### BRIEF
Repeat the listing below word for word, stopping after the line that contains "the durable queue.".
RECORDS SHOWN Start Marker
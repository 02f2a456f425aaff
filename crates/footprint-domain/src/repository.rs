use async_trait::async_trait;
use thiserror::Error;

use crate::error::DomainResult;
use crate::event::ActivityEvent;

/// Outcome of a successful persistence attempt.
#[derive(Debug, Clone, PartialEq, Eq)]
pub enum PersistOutcome {
    /// A new row was written; carries the storage-assigned surrogate key.
    Inserted(i64),
    /// The event's dedup key already exists; nothing was written.
    DuplicateIgnored,
}

/// Persistence failure, classified so the processor can decide whether
/// redelivery has any chance of succeeding.
#[derive(Error, Debug)]
pub enum PersistError {
    /// Worth retrying: connection loss, timeout, pool exhaustion, deadlock.
    #[error("Transient persistence failure: {0}")]
    Transient(#[source] anyhow::Error),

    /// Retrying cannot help: constraint violation, malformed data.
    #[error("Permanent persistence failure: {0}")]
    Permanent(#[source] anyhow::Error),
}

/// Producer trait for the durable queue.
/// Infrastructure layer (footprint-nats) implements this trait.
#[cfg_attr(any(test, feature = "testing"), mockall::automock)]
#[async_trait]
pub trait ActivityEventProducer: Send + Sync {
    /// Publish one event, returning only after the broker has confirmed
    /// durable persistence. Failure maps to `DomainError::BrokerUnavailable`.
    async fn publish(&self, event: &ActivityEvent) -> DomainResult<()>;
}

/// Repository trait for event storage operations.
/// Infrastructure layer (footprint-postgres) implements this trait.
#[cfg_attr(any(test, feature = "testing"), mockall::automock)]
#[async_trait]
pub trait ActivityEventRepository: Send + Sync {
    /// Insert one event. Must be safe to call more than once for the same
    /// logical event; with a dedup key the second call reports
    /// `DuplicateIgnored`, without one it inserts another row.
    async fn persist(&self, event: &ActivityEvent) -> Result<PersistOutcome, PersistError>;
}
RECORDS SHOWN End Marker
### EXERCISE RESULT
repository 02f2a456f425aaff
filename crates/footprint-domain/src/repository.rs
use async_trait::async_trait;
use thiserror::Error;

use crate::error::DomainResult;
use crate::event::ActivityEvent;

/// Outcome of a successful persistence attempt.
#[derive(Debug, Clone, PartialEq, Eq)]
pub enum PersistOutcome {
    /// A new row was written; carries the storage-assigned surrogate key.
    Inserted(i64),
    /// The event's dedup key already exists; nothing was written.
    DuplicateIgnored,
}

/// Persistence failure, classified so the processor can decide whether
/// redelivery has any chance of succeeding.
#[derive(Error, Debug)]
pub enum PersistError {
    /// Worth retrying: connection loss, timeout, pool exhaustion, deadlock.
    #[error("Transient persistence failure: {0}")]
    Transient(#[source] anyhow::Error),

    /// Retrying cannot help: constraint violation, malformed data.
    #[error("Permanent persistence failure: {0}")]
    Permanent(#[source] anyhow::Error),
}

/// Producer trait for the durable queue.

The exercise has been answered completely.